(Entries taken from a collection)
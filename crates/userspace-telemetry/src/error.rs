//! Telemetry error types.

use thiserror::Error;

/// Errors that can occur while setting up telemetry.
#[derive(Debug, Error)]
pub enum TelemetryError {
    /// Invalid level, directive or target.
    #[error("Configuration error: {0}")]
    ConfigError(String),

    /// A global subscriber is already installed, or the writer failed.
    #[error("Initialization error: {0}")]
    InitError(String),

    /// IO error.
    #[error("IO error: {0}")]
    IoError(#[from] std::io::Error),
}

/// Result type for telemetry operations.
pub type TelemetryResult<T> = Result<T, TelemetryError>;
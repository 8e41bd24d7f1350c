//! Local process backend.

use std::time::Duration;

use async_trait::async_trait;
use tokio::process::Command as ProcessCommand;
use tracing::debug;
use userspace_protocol::Command;

use super::{ContainerBackend, DelegateOutput, run_process};
use crate::context::ExecutionContext;
use crate::error::DelegateResult;
use crate::spec::ContainerSpec;

/// Runs the image reference as a local executable.
///
/// Wire pairs become environment variables and the workspace root, if any,
/// becomes the working directory. Useful for developing a delegate without a
/// container runtime.
#[derive(Debug, Clone, Default)]
pub struct LocalProcessBackend {
    args: Vec<String>,
    timeout: Option<Duration>,
}

impl LocalProcessBackend {
    /// Create a backend with no extra arguments and no timeout.
    #[must_use]
    pub fn new() -> Self {
        Self::default()
    }

    /// Arguments passed to the executable.
    #[must_use]
    pub fn with_args(mut self, args: Vec<String>) -> Self {
        self.args = args;
        self
    }

    /// Kill the process after `limit`.
    #[must_use]
    pub fn with_timeout(mut self, limit: Option<Duration>) -> Self {
        self.timeout = limit;
        self
    }
}

#[async_trait]
impl ContainerBackend for LocalProcessBackend {
    fn name(&self) -> &'static str {
        "local"
    }

    async fn execute(
        &self,
        spec: &ContainerSpec,
        context: &ExecutionContext,
        command: &Command,
    ) -> DelegateResult<DelegateOutput> {
        debug!(program = %spec.image, context = context.kind(), "running local delegate");

        let mut cmd = ProcessCommand::new(&spec.image);
        cmd.args(&self.args);
        cmd.envs(context.env());
        for (name, value) in command.pairs() {
            cmd.env(name, value);
        }
        if let Some(root) = context.root() {
            cmd.current_dir(root);
        }

        run_process(cmd, &spec.image, spec.config.as_bytes(), self.timeout).await
    }
}

#[cfg(all(test, unix))]
mod tests {
    use super::*;
    use userspace_protocol::{ArgName, Verb};

    /// `sh` reads the delegate script from stdin, so the config is the script.
    fn shell(script: &str) -> ContainerSpec {
        ContainerSpec::new("sh").with_config(script)
    }

    #[tokio::test]
    async fn test_pairs_become_env() {
        let command = Command::new(Verb::Compare).arg(ArgName::Head, Some("feature/x"));
        let output = LocalProcessBackend::new()
            .execute(
                &shell(r#"printf '%s|%s|%s' "$COMMAND" "$HEAD" "${REVISION-unset}""#),
                &ExecutionContext::local(),
                &command,
            )
            .await
            .unwrap();

        assert!(output.is_success());
        assert_eq!(output.stdout, b"compare|feature/x|unset");
    }

    #[tokio::test]
    async fn test_workspace_is_working_directory() {
        let dir = tempfile::tempdir().unwrap();
        std::fs::write(dir.path().join("marker"), "here").unwrap();

        let output = LocalProcessBackend::new()
            .execute(
                &shell("cat marker"),
                &ExecutionContext::workspace(dir.path()),
                &Command::new(Verb::Identify),
            )
            .await
            .unwrap();

        assert_eq!(output.stdout, b"here");
    }

    #[tokio::test]
    async fn test_context_env_is_passed() {
        let output = LocalProcessBackend::new()
            .execute(
                &shell(r#"printf '%s' "$BUILD_NUMBER""#),
                &ExecutionContext::local().with_env("BUILD_NUMBER", "17"),
                &Command::new(Verb::Identify),
            )
            .await
            .unwrap();

        assert_eq!(output.stdout, b"17");
    }

    #[tokio::test]
    async fn test_nonzero_exit_is_reported_not_raised() {
        let output = LocalProcessBackend::new()
            .execute(
                &shell("echo broken >&2; exit 3"),
                &ExecutionContext::local(),
                &Command::new(Verb::Identify),
            )
            .await
            .unwrap();

        assert_eq!(output.exit_code, Some(3));
        assert_eq!(output.stderr_text(), "broken");
    }

    #[tokio::test]
    async fn test_large_output_before_large_config_read() {
        let config = "x".repeat(200_000);
        let backend = LocalProcessBackend::new().with_args(vec![
            "-c".to_owned(),
            "head -c 200000 /dev/zero; cat >/dev/null".to_owned(),
        ]);
        let spec = ContainerSpec::new("sh").with_config(config);
        let context = ExecutionContext::local();
        let command = Command::new(Verb::Checkout);
        let run = backend.execute(&spec, &context, &command);

        let output = tokio::time::timeout(Duration::from_secs(10), run)
            .await
            .expect("pipes must drain while the config is written")
            .unwrap();

        assert!(output.is_success());
        assert_eq!(output.stdout.len(), 200_000);
    }

    #[tokio::test]
    async fn test_timeout() {
        let err = LocalProcessBackend::new()
            .with_timeout(Some(Duration::from_millis(100)))
            .execute(
                &shell("sleep 10"),
                &ExecutionContext::local(),
                &Command::new(Verb::Identify),
            )
            .await
            .unwrap_err();

        assert!(matches!(err, crate::DelegateError::TimedOut { .. }));
    }
}
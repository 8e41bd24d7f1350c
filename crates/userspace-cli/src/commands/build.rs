//! Build-side commands: checkout and identify.

use std::path::Path;

use anyhow::{Context, Result};
use tracing::{Instrument, info, warn};
use userspace_protocol::{BaselineState, RevisionState};
use userspace_scm::{BuildContext, RevisionStore};

use super::Host;
use crate::formatter;

fn build_context(host: &Host, build_id: &str, workspace: &Path) -> BuildContext {
    BuildContext::new(build_id, workspace).with_cancellation(host.cancel.clone())
}

/// Check out the head for `build_id`, record its revision and print it.
///
/// `baseline_build` names an earlier build whose saved state is sent as the
/// baseline so the delegate can compute the changelog since then.
pub(crate) async fn run_checkout(
    host: &Host,
    build_id: &str,
    workspace: &Path,
    changelog: Option<&Path>,
    baseline_build: Option<&str>,
) -> Result<RevisionState> {
    let op = host.operation("checkout").with_build_id(build_id);
    let span = op.span();

    let state = async {
        let baseline = match baseline_build {
            Some(previous) => {
                let loaded = host.store.load(previous).await?;
                if loaded.is_none() {
                    warn!(build_id = previous, "no saved revision for baseline build");
                }
                loaded
            },
            None => None,
        };

        tokio::fs::create_dir_all(workspace)
            .await
            .with_context(|| format!("failed to create workspace {}", workspace.display()))?;

        let build = build_context(host, build_id, workspace);
        host.scm
            .checkout(&build, baseline.as_ref(), changelog)
            .await?;
        let state = host.scm.compute_revision_state(&build).await?;
        host.store
            .save(build_id, &BaselineState::from(state.clone()))
            .await?;

        info!(revision = %state, elapsed_ms = op.elapsed_ms(), "build recorded");
        Ok::<_, anyhow::Error>(state)
    }
    .instrument(span)
    .await?;

    formatter::print_revision(host.format, build_id, &state, changelog)?;
    Ok(state)
}

/// Identify the revision in `workspace`, optionally saving it for
/// `build_id`.
pub(crate) async fn run_identify(
    host: &Host,
    build_id: &str,
    workspace: &Path,
    save: bool,
) -> Result<RevisionState> {
    let op = host.operation("identify").with_build_id(build_id);
    let span = op.span();

    let state = async {
        let build = build_context(host, build_id, workspace);
        let state = host.scm.compute_revision_state(&build).await?;
        if save {
            host.store
                .save(build_id, &BaselineState::from(state.clone()))
                .await?;
        }
        info!(revision = %state, saved = save, elapsed_ms = op.elapsed_ms(), "identified");
        Ok::<_, anyhow::Error>(state)
    }
    .instrument(span)
    .await?;

    formatter::print_revision(host.format, build_id, &state, None)?;
    Ok(state)
}
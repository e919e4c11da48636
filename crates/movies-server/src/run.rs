use crate::config::ServerConfig;
use crate::error::Result;
use axum::http::StatusCode;
use axum::response::Redirect;
use axum::{response::IntoResponse, routing::get, Router};
use futures::FutureExt;
use movies_app::state::{AppConfig, AppState};
use tower_http::{services::ServeDir, trace::TraceLayer};
use tracing::{debug, info};

pub async fn run(args: ServerConfig) -> Result<()> {
    let state = build_state(&args).await?;
    run_with_state(args, state).await
}

pub async fn run_with_state(args: ServerConfig, state: AppState) -> Result<()> {
    let shutdown = tokio::signal::ctrl_c().map(|_| ());
    run_graceful_with_state(args, state, shutdown).await
}

pub async fn run_graceful_with_state<S>(
    args: ServerConfig,
    state: AppState,
    shutdown_signal: S,
) -> Result<()>
where
    S: std::future::Future<Output = ()> + Send + 'static,
{
    let mut app = main_router(&args, state);

    if args.cors {
        app = app.layer(tower_http::cors::CorsLayer::very_permissive());
    }

    let ip: std::net::IpAddr = args.listen_address.parse()?;
    let addr = std::net::SocketAddr::from((ip, args.port));
    let listener = tokio::net::TcpListener::bind(&addr).await?;
    info!("Listening on {}", listener.local_addr()?);

    axum::serve(listener, app)
        .with_graceful_shutdown(shutdown_signal)
        .await?;

    info!("Server stopped");
    Ok(())
}

pub fn main_router(args: &ServerConfig, state: AppState) -> Router<()> {
    let mut router = Router::new()
        .merge(movies_app::movies::router(&state))
        .merge(movies_app::hello_world::router())
        .layer(tower_cookies::CookieManagerLayer::new())
        .with_state(state)
        .route("/", get(root))
        .route("/health", get(health));

    if let Some(static_dir) = &args.static_dir {
        debug!("Serving static files from {}", static_dir.display());
        router = router.fallback_service(ServeDir::new(static_dir));
    }

    router.layer(TraceLayer::new_for_http())
}

async fn root() -> impl IntoResponse {
    Redirect::to("/Movies")
}

async fn health() -> impl IntoResponse {
    (StatusCode::OK, "OK")
}

pub async fn build_state(config: &ServerConfig) -> Result<AppState> {
    let data_dir = config.data_dir();
    if !data_dir.is_dir() {
        tokio::fs::create_dir_all(&data_dir).await?;
        info!("Created data directory {}", data_dir.display());
    }

    let pool = movies_dal::new_pool(&config.database_url()).await?;
    movies_dal::migrate(&pool).await?;

    let app_config = AppConfig::try_from(config)?;
    Ok(AppState::with_key(app_config, pool, config.token_key()?))
}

◆ Directions for this task ◆
The lines you need are those containing "DelegateOutput"; find them in the records and copy them.

◆ Solution ◆
use super::{ContainerBackend, DelegateOutput, run_process};
    ) -> DelegateResult<DelegateOutput> {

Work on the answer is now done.